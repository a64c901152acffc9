use crate::{Error, Field, Glyph, Result};
use core::fmt;

/// A validated 12-bit content-type tag.
///
/// This is the canonical scope key of a [`crate::ScopedAllocator`]: callers
/// with string or table identifiers map them to a `ContentType` first (see
/// [`crate::ContentTypes`]), so counter state is always keyed the same way.
#[derive(Clone, Copy, Debug, Default, PartialEq, Eq, PartialOrd, Ord, Hash)]
#[repr(transparent)]
pub struct ContentType(u16);

impl ContentType {
    pub const MIN: Self = Self(0);
    pub const MAX: Self = Self(Glyph::MAX_CONTENT_TYPE);

    /// # Errors
    ///
    /// Returns [`Error::OutOfRange`] if `tag > 4095`.
    pub const fn new(tag: u16) -> Result<Self> {
        if tag > Glyph::MAX_CONTENT_TYPE {
            return Err(Error::OutOfRange {
                field: Field::ContentType,
                value: tag as i128,
            });
        }
        Ok(Self(tag))
    }

    pub const fn get(self) -> u16 {
        self.0
    }
}

impl fmt::Display for ContentType {
    fn fmt(&self, f: &mut fmt::Formatter<'_>) -> fmt::Result {
        fmt::Display::fmt(&self.0, f)
    }
}

impl From<ContentType> for u16 {
    fn from(content_type: ContentType) -> Self {
        content_type.0
    }
}

macro_rules! impl_try_from_int {
    ($($ty:ty),* $(,)?) => {
        $(
            impl TryFrom<$ty> for ContentType {
                type Error = Error;

                fn try_from(tag: $ty) -> Result<Self> {
                    u16::try_from(tag)
                        .map_err(|_| Error::out_of_range(Field::ContentType, tag as i128))
                        .and_then(Self::new)
                }
            }
        )*
    };
}

impl_try_from_int!(u16, u32, u64, usize, i32, i64);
:::
Check each line above for the string "OutOfRange" and copy the ones that have it.

    /// Returns [`Error::OutOfRange`] if `tag > 4095`.
            return Err(Error::OutOfRange {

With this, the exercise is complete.